Aim of the exercise: Every line below containing the word "hook" should be found and copied.

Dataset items
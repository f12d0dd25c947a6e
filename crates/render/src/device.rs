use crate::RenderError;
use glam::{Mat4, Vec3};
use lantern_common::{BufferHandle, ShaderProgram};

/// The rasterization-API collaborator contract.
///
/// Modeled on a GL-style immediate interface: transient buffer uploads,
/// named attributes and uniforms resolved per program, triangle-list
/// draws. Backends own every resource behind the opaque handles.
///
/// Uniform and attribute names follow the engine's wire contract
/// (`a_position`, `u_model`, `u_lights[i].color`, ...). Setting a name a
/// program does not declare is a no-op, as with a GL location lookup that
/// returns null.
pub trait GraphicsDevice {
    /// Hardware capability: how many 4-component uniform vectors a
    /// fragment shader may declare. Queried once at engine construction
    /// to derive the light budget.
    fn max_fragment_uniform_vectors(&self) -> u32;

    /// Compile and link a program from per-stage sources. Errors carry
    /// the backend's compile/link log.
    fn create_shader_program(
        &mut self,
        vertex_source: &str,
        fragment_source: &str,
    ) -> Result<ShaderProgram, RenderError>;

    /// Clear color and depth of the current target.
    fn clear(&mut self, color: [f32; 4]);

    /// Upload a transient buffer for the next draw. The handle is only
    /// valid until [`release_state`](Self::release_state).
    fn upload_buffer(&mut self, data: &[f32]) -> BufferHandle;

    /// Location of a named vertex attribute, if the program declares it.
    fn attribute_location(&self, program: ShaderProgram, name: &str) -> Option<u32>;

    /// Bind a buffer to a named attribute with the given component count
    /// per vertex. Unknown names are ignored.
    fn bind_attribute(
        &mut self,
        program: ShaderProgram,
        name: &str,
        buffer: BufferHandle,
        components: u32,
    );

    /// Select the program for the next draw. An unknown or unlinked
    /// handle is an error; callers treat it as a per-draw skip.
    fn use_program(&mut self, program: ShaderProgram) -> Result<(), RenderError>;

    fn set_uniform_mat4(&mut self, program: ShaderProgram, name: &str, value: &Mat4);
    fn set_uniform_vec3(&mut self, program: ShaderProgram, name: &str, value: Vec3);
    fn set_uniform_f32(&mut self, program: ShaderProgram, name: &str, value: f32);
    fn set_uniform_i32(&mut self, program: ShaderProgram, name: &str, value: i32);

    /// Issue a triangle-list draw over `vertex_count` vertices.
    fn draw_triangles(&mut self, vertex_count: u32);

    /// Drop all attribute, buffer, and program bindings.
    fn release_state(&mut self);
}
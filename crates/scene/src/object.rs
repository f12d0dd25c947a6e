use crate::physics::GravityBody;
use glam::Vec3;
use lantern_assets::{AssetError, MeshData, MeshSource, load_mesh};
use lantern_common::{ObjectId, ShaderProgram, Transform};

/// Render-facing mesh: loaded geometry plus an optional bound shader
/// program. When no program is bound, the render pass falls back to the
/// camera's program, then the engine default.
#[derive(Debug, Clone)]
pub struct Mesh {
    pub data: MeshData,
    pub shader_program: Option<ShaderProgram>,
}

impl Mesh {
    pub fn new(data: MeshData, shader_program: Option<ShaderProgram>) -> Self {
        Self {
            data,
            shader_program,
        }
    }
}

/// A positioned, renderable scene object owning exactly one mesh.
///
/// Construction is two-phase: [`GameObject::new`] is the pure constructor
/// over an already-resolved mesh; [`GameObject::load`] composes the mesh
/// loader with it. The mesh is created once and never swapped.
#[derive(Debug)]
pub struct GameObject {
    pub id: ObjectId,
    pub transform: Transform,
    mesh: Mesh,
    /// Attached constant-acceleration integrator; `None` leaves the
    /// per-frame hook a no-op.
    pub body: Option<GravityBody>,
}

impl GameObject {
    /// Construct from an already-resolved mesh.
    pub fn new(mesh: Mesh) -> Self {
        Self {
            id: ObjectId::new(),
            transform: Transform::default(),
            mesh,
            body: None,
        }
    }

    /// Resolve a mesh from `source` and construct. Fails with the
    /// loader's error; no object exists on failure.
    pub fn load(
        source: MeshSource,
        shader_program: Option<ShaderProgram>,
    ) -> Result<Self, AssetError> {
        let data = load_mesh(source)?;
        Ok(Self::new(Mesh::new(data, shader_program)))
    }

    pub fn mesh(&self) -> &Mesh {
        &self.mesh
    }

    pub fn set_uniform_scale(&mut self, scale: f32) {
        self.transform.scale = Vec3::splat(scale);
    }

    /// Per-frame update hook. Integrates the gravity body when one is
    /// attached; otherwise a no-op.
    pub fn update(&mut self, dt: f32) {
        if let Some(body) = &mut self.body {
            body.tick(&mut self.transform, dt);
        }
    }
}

--

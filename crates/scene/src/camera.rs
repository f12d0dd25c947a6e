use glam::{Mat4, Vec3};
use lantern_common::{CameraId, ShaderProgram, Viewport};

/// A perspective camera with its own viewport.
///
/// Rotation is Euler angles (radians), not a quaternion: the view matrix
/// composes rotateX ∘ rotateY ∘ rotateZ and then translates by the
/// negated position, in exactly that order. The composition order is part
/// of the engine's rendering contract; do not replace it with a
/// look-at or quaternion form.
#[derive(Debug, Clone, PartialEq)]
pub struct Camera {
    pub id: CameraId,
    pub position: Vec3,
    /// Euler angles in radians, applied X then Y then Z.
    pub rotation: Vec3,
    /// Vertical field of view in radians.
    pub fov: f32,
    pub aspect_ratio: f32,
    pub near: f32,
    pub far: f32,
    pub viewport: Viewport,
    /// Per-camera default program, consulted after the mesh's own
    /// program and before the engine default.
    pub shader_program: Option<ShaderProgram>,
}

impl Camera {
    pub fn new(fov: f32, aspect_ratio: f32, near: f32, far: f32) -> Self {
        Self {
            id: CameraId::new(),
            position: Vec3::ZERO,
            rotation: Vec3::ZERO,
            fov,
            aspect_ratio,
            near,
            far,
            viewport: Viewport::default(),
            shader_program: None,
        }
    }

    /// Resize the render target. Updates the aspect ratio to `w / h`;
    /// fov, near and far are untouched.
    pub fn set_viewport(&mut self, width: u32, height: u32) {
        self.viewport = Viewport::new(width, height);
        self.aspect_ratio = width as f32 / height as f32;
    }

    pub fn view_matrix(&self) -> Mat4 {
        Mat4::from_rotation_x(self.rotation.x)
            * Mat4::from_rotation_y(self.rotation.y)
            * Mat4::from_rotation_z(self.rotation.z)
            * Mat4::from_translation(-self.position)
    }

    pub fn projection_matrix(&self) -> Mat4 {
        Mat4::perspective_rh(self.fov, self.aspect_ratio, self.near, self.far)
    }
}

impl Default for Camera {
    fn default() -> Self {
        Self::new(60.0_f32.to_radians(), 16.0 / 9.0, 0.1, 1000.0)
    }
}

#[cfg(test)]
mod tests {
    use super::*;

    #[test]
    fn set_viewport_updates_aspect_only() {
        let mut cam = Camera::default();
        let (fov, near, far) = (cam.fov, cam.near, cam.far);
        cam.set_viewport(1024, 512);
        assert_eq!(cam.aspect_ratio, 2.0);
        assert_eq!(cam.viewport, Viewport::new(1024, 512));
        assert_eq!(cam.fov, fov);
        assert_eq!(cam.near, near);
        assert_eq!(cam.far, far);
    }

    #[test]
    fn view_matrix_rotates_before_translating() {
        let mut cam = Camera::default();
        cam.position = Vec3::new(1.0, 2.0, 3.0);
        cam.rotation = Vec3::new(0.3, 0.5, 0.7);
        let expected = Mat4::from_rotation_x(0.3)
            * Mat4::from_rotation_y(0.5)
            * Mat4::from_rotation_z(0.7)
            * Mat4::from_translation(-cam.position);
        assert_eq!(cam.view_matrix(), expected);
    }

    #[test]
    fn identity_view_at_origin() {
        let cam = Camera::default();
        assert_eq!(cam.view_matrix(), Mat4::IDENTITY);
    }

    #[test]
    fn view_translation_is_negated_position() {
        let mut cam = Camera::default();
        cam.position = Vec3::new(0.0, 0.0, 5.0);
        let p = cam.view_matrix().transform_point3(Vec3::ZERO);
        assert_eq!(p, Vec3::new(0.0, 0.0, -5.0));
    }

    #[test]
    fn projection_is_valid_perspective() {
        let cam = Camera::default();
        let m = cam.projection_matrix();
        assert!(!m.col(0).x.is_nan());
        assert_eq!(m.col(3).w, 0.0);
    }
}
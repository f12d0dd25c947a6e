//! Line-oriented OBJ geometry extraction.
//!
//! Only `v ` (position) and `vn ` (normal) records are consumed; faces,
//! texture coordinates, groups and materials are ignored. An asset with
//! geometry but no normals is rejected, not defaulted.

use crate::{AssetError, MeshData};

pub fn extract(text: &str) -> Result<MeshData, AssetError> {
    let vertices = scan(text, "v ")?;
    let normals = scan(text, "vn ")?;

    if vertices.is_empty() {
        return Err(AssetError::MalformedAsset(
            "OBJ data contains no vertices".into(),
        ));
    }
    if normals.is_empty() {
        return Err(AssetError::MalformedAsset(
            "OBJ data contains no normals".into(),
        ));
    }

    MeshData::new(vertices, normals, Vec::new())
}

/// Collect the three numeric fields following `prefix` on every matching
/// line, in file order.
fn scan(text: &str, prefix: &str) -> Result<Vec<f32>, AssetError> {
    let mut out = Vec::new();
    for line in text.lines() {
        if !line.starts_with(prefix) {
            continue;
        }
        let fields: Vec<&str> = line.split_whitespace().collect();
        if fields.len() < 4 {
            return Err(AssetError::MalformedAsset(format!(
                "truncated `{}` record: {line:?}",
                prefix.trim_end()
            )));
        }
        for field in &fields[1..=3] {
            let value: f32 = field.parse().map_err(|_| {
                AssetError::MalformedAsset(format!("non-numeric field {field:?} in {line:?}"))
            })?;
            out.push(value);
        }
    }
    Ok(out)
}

Solution:
    /// per-frame hook a no-op.
    /// Per-frame update hook. Integrates the gravity body when one is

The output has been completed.